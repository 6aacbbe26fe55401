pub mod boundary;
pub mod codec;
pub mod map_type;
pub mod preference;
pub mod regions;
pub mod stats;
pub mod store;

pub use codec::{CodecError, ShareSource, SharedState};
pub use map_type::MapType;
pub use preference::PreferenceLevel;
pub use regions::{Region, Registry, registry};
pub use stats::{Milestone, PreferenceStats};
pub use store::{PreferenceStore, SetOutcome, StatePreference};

#####

All that is needed is the line containing "pub mod boundary;" and each line after it to the end of the data above, set down exactly.

Solution to this exercise:
pub mod boundary;
pub mod codec;
pub mod map_type;
pub mod preference;
pub mod regions;
pub mod stats;
pub mod store;

pub use codec::{CodecError, ShareSource, SharedState};
pub use map_type::MapType;
pub use preference::PreferenceLevel;
pub use regions::{Region, Registry, registry};
pub use stats::{Milestone, PreferenceStats};
pub use store::{PreferenceStore, SetOutcome, StatePreference};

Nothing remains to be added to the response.